I played 15 games with a team generated from my most recent script. My record is 14 - 1, but a) I played far from optimally and b) my opponents probably did too, because creating a new account meant their ratings were all rather low.
My name is "data scientist".
The learning curve for a computer - generated team is going to be steeper. When creating a team, you do so with around an idea of how it is supposed to play. Here, I was clueless (but general unfamiliarity with Gen VI contributed).
I changed how the script functions from the original posting. I am no longer using scores, but a single likelihood value.
What this means is that it is easy to update the probability a team is optimal using Bayes' theorem:
probability a team is optimal given evidence = e^(ln(prior probability the team is optimal) + ln(how likely the evidence is to show up, given the team))

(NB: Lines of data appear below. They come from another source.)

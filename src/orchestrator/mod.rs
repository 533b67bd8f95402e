//! Pipeline execution: the ordered phase table and the retry loop.

pub mod retry;
pub mod runner;

use crate::phase::Step;

pub use retry::{AttemptSteps, LoopState, RetryPolicy, run_loop};
pub use runner::Pipeline;

/// Progress callbacks. Every method defaults to doing nothing.
pub trait PipelineObserver: Send + Sync {
    fn step_started(&self, _step: Step, _index: usize, _total: usize) {}
    fn step_finished(&self, _step: Step) {}
    fn attempt_started(&self, _attempt: u32, _max_attempts: u32) {}
    fn validation_failed(&self, _attempt: u32, _log: &str) {}
    fn run_finished(&self, _success: bool) {}
}

/// Observer for headless runs and tests.
#[derive(Debug, Default, Clone, Copy)]
pub struct NoopObserver;

impl PipelineObserver for NoopObserver {}
//! OpenAI-compatible HTTP backend (`/chat/completions`, `/embeddings`).

use std::time::Duration;

use async_trait::async_trait;
use serde::{Deserialize, Serialize};
use tracing::{debug, warn};

use super::{Embedder, GenerateOptions, Message, TextGenerator};
use crate::config::LlmSettings;
use crate::errors::LlmError;

/// Bounded exponential backoff for transient failures.
#[derive(Debug, Clone, Copy, PartialEq, Eq)]
pub struct RetryPolicy {
    pub max_tries: u32,
    pub base_delay: Duration,
    pub max_delay: Duration,
}

impl Default for RetryPolicy {
    fn default() -> Self {
        Self {
            max_tries: 4,
            base_delay: Duration::from_secs(1),
            max_delay: Duration::from_secs(60),
        }
    }
}

impl RetryPolicy {
    /// Delay before retry number `retry` (1-based).
    pub fn delay(&self, retry: u32) -> Duration {
        let factor = 2u32.saturating_pow(retry.saturating_sub(1));
        self.base_delay.saturating_mul(factor).min(self.max_delay)
    }
}

#[derive(Clone)]
pub struct HttpGenerator {
    client: reqwest::Client,
    base_url: String,
    api_key: String,
    model: String,
    temperature: f32,
    max_tokens: u32,
    embedding_model: Option<String>,
    retry: RetryPolicy,
}

impl std::fmt::Debug for HttpGenerator {
    fn fmt(&self, f: &mut std::fmt::Formatter<'_>) -> std::fmt::Result {
        f.debug_struct("HttpGenerator")
            .field("base_url", &self.base_url)
            .field("api_key", &"***")
            .field("model", &self.model)
            .field("temperature", &self.temperature)
            .field("max_tokens", &self.max_tokens)
            .field("embedding_model", &self.embedding_model)
            .finish()
    }
}

impl HttpGenerator {
    /// Build from settings, reading the key from the variable named by
    /// `api_key_env` through `lookup`.
    pub fn from_settings<F>(settings: &LlmSettings, lookup: F) -> Result<Self, LlmError>
    where
        F: Fn(&str) -> Option<String>,
    {
        let api_key = lookup(&settings.api_key_env)
            .filter(|k| !k.trim().is_empty())
            .ok_or_else(|| {
                LlmError::Misconfiguration(format!(
                    "API key not found in environment variable '{}'. \
                     Set it or configure a different [llm] api_key_env.",
                    settings.api_key_env
                ))
            })?;
        let client = reqwest::Client::builder()
            .timeout(Duration::from_secs(settings.request_timeout_secs))
            .build()
            .map_err(|e| LlmError::Misconfiguration(format!("HTTP client: {}", e)))?;

        Ok(Self {
            client,
            base_url: settings.base_url.trim_end_matches('/').to_string(),
            api_key,
            model: settings.model.clone(),
            temperature: settings.temperature,
            max_tokens: settings.max_tokens,
            embedding_model: settings.embedding_model.clone(),
            retry: RetryPolicy::default(),
        })
    }

    pub fn with_retry(mut self, retry: RetryPolicy) -> Self {
        self.retry = retry;
        self
    }

    fn endpoint(&self, path: &str) -> String {
        format!("{}/{}", self.base_url, path)
    }

    fn convert_messages(messages: &[Message]) -> Vec<OpenAiMessage<'_>> {
        messages
            .iter()
            .map(|m| OpenAiMessage {
                role: m.role,
                content: &m.content,
            })
            .collect()
    }

    /// POST `body` to `path`, retrying transport errors, 429 and 5xx.
    async fn post_json<B, R>(&self, path: &str, body: &B) -> Result<R, LlmError>
    where
        B: Serialize + ?Sized + Sync,
        R: for<'de> Deserialize<'de>,
    {
        let url = self.endpoint(path);
        let mut attempt = 1;
        loop {
            let result = self
                .client
                .post(&url)
                .bearer_auth(&self.api_key)
                .json(body)
                .send()
                .await;

            let error = match result {
                Ok(resp) if resp.status().is_success() => {
                    return resp
                        .json::<R>()
                        .await
                        .map_err(|e| LlmError::InvalidResponse(e.to_string()));
                }
                Ok(resp) => {
                    let status = resp.status().as_u16();
                    let body = resp.text().await.unwrap_or_default();
                    let err = LlmError::Status { status, body };
                    if status != 429 && status < 500 {
                        return Err(err);
                    }
                    err
                }
                Err(e) => LlmError::Transport(e.to_string()),
            };

            if attempt >= self.retry.max_tries {
                return Err(error);
            }
            let delay = self.retry.delay(attempt);
            warn!(
                url = %url,
                attempt,
                delay_ms = delay.as_millis() as u64,
                error = %error,
                "Text generation request failed, retrying"
            );
            tokio::time::sleep(delay).await;
            attempt += 1;
        }
    }
}

#[async_trait]
impl TextGenerator for HttpGenerator {
    async fn generate(
        &self,
        messages: &[Message],
        options: &GenerateOptions,
    ) -> Result<String, LlmError> {
        let model = options.model.as_deref().unwrap_or(&self.model);
        let request = ChatRequest {
            model,
            messages: Self::convert_messages(messages),
            temperature: options.temperature.unwrap_or(self.temperature),
            max_tokens: options.max_tokens.unwrap_or(self.max_tokens),
            stream: false,
        };
        debug!(
            model = %model,
            temperature = request.temperature,
            messages = messages.len(),
            "Invoking chat completion"
        );

        let response: ChatResponse = self.post_json("chat/completions", &request).await?;
        let choice = response
            .choices
            .into_iter()
            .next()
            .ok_or_else(|| LlmError::InvalidResponse("response has no choices".into()))?;
        choice
            .message
            .content
            .ok_or_else(|| LlmError::InvalidResponse("choices[0] has no content".into()))
    }
}

#[async_trait]
impl Embedder for HttpGenerator {
    async fn embed(&self, inputs: &[String]) -> Result<Vec<Vec<f32>>, LlmError> {
        let model = self.embedding_model.as_deref().ok_or_else(|| {
            LlmError::Misconfiguration("no [llm] embedding_model configured".into())
        })?;
        let request = EmbeddingRequest {
            model,
            input: inputs,
        };
        let mut response: EmbeddingResponse = self.post_json("embeddings", &request).await?;
        if response.data.len() != inputs.len() {
            return Err(LlmError::InvalidResponse(format!(
                "expected {} embeddings, got {}",
                inputs.len(),
                response.data.len()
            )));
        }
        response.data.sort_by_key(|d| d.index);
        Ok(response.data.into_iter().map(|d| d.embedding).collect())
    }
}

#[derive(Debug, Serialize)]
struct OpenAiMessage<'a> {
    role: super::Role,
    content: &'a str,
}

#[derive(Debug, Serialize)]
struct ChatRequest<'a> {
    model: &'a str,
    messages: Vec<OpenAiMessage<'a>>,
    temperature: f32,
    max_tokens: u32,
    stream: bool,
}

#[derive(Debug, Deserialize)]
struct ChatResponse {
    choices: Vec<Choice>,
}

#[derive(Debug, Deserialize)]
struct Choice {
    message: ResponseMessage,
}

#[derive(Debug, Deserialize)]
struct ResponseMessage {
    content: Option<String>,
}

#[derive(Debug, Serialize)]
struct EmbeddingRequest<'a> {
    model: &'a str,
    input: &'a [String],
}

#[derive(Debug, Deserialize)]
struct EmbeddingResponse {
    data: Vec<EmbeddingData>,
}

#[derive(Debug, Deserialize)]
struct EmbeddingData {
    embedding: Vec<f32>,
    #[serde(default)]
    index: usize,
}

#[cfg(test)]
mod tests {
    use super::*;
    use axum::{Json, Router, http::StatusCode, routing::post};
    use serde_json::{Value, json};
    use std::sync::Arc;
    use std::sync::atomic::{AtomicU32, Ordering};

    fn settings(base_url: &str) -> LlmSettings {
        LlmSettings {
            base_url: base_url.to_string(),
            embedding_model: Some("embed-small".into()),
            ..LlmSettings::default()
        }
    }

    fn key(_: &str) -> Option<String> {
        Some("sk-test".into())
    }

    async fn serve(app: Router) -> String {
        let listener = tokio::net::TcpListener::bind("127.0.0.1:0").await.unwrap();
        let addr = listener.local_addr().unwrap();
        tokio::spawn(async move {
            axum::serve(listener, app).await.unwrap();
        });
        format!("http://{}/v1", addr)
    }

    fn fast_retry() -> RetryPolicy {
        RetryPolicy {
            max_tries: 3,
            base_delay: Duration::from_millis(1),
            max_delay: Duration::from_millis(5),
        }
    }

    #[test]
    fn missing_api_key_is_misconfiguration() {
        let err = HttpGenerator::from_settings(&LlmSettings::default(), |_| None).unwrap_err();
        assert!(matches!(err, LlmError::Misconfiguration(_)));
        assert!(err.to_string().contains("PATCHFORGE_API_KEY"));
    }

    #[test]
    fn debug_output_masks_api_key() {
        let generator = HttpGenerator::from_settings(&settings("http://x/v1/"), key).unwrap();
        let debug = format!("{:?}", generator);
        assert!(!debug.contains("sk-test"));
        assert!(debug.contains("***"));
        assert_eq!(generator.endpoint("embeddings"), "http://x/v1/embeddings");
    }

    #[test]
    fn retry_delays_grow_and_are_capped() {
        let policy = RetryPolicy::default();
        assert_eq!(policy.delay(1), Duration::from_secs(1));
        assert_eq!(policy.delay(2), Duration::from_secs(2));
        assert_eq!(policy.delay(3), Duration::from_secs(4));
        assert_eq!(policy.delay(30), Duration::from_secs(60));
    }

    #[tokio::test]
    async fn generate_sends_roles_and_temperature() {
        let app = Router::new().route(
            "/v1/chat/completions",
            post(|Json(body): Json<Value>| async move {
                assert_eq!(body["messages"][0]["role"], "system");
                assert_eq!(body["messages"][1]["role"], "user");
                assert_eq!(body["temperature"], json!(0.0));
                assert_eq!(body["model"], "granite-20b-chat");
                Json(json!({"choices": [{"message": {"role": "assistant", "content": "pong"}}]}))
            }),
        );
        let base = serve(app).await;
        let generator = HttpGenerator::from_settings(&settings(&base), key).unwrap();
        let reply = generator
            .generate(
                &[Message::system("be terse"), Message::user("ping")],
                &GenerateOptions::with_temperature(0.0),
            )
            .await
            .unwrap();
        assert_eq!(reply, "pong");
    }

    #[tokio::test]
    async fn server_errors_are_retried_until_success() {
        let calls = Arc::new(AtomicU32::new(0));
        let counter = calls.clone();
        let app = Router::new().route(
            "/v1/chat/completions",
            post(move || {
                let counter = counter.clone();
                async move {
                    if counter.fetch_add(1, Ordering::SeqCst) == 0 {
                        (StatusCode::SERVICE_UNAVAILABLE, Json(json!({})))
                    } else {
                        (
                            StatusCode::OK,
                            Json(json!({"choices": [{"message": {"content": "ok"}}]})),
                        )
                    }
                }
            }),
        );
        let base = serve(app).await;
        let generator = HttpGenerator::from_settings(&settings(&base), key)
            .unwrap()
            .with_retry(fast_retry());
        let reply = generator
            .generate(&[Message::user("x")], &GenerateOptions::default())
            .await
            .unwrap();
        assert_eq!(reply, "ok");
        assert_eq!(calls.load(Ordering::SeqCst), 2);
    }

    #[tokio::test]
    async fn client_errors_are_not_retried() {
        let calls = Arc::new(AtomicU32::new(0));
        let counter = calls.clone();
        let app = Router::new().route(
            "/v1/chat/completions",
            post(move || {
                counter.fetch_add(1, Ordering::SeqCst);
                async { (StatusCode::BAD_REQUEST, "bad model") }
            }),
        );
        let base = serve(app).await;
        let generator = HttpGenerator::from_settings(&settings(&base), key)
            .unwrap()
            .with_retry(fast_retry());
        let err = generator
            .generate(&[Message::user("x")], &GenerateOptions::default())
            .await
            .unwrap_err();
        match err {
            LlmError::Status { status, body } => {
                assert_eq!(status, 400);
                assert_eq!(body, "bad model");
            }
            other => panic!("Expected Status, got {:?}", other),
        }
        assert_eq!(calls.load(Ordering::SeqCst), 1);
    }

    #[tokio::test]
    async fn embeddings_are_returned_in_input_order() {
        let app = Router::new().route(
            "/v1/embeddings",
            post(|Json(body): Json<Value>| async move {
                assert_eq!(body["model"], "embed-small");
                Json(json!({"data": [
                    {"index": 1, "embedding": [0.0, 1.0]},
                    {"index": 0, "embedding": [1.0, 0.0]}
                ]}))
            }),
        );
        let base = serve(app).await;
        let generator = HttpGenerator::from_settings(&settings(&base), key).unwrap();
        let vectors = generator
            .embed(&["a".to_string(), "b".to_string()])
            .await
            .unwrap();
        assert_eq!(vectors, vec![vec![1.0, 0.0], vec![0.0, 1.0]]);
    }
}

(derived from p(A|B) = p(A) * p(B|A)/p(B), for our purposes here)
This means, what I want help with here is:
-suggestions on what kinds of evidence I can pull from, among the available data
-help defining how likely that evidence is
To avoid underflow, I have been using natural log probabilities, rather than the more typical simple probabilities ranging from 0 to 1.
We initially assign equal probabilities to all teams. Currently, my script then performs the following updates:
1) For each of the 50 most used pokemon, it updates based on the probability the team can check/counter it
without losing a single pokemon. An imaginary ideal team wouldn't lose pokemon, likelihood of losing 0 is natural to use.
2) For each of the 50 most used pokemon, it updates based on the probability the team can check/counter it
without losing more than 1 pokemon. An imaginary ideal team wouldn't lose many pokemon, likelihood of losing <= 1 is natural to use.
3) For each of the 50 most used pokemon, it updates based on the probability the team can check/counter it
without losing more than 2 pokemon. An imaginary ideal team wouldn't lose many pokemon, likelihood of losing <= 2 is natural to use.
4) For each of the 50 most used pokemon, it updates based on the probability that
the most vulnerable pokemon on our team can avoid being checked/countered by it. An imaginary ideal team wouldn't too easily let its pokemon get checked/countered, so likelihood that 0 do is natural to use.
5) For each of the 50 most used pokemon, it updates based on the probability that
the two most vulnerable pokemon on our team can avoid both being checked/countered by it. An imaginary ideal team wouldn't too easily let its pokemon get checked/countered, so likelihood that <= 1 do is natural to use.
6) For each of the 50 most used pokemon, it updates based on the probability that
the three most vulnerable pokemon on our team can avoid both being checked/countered by it. An imaginary ideal team wouldn't too easily let its pokemon get checked/countered, so likelihood that <= 2 do is natural to use.
7) Good teams don't have >1 megas, so the likelihood that either 0 or 1 of the pokemon on the team do.
8) Good teams have stealth rock, so the likelihood that at least 1 pokemon on the team uses it is natural to use.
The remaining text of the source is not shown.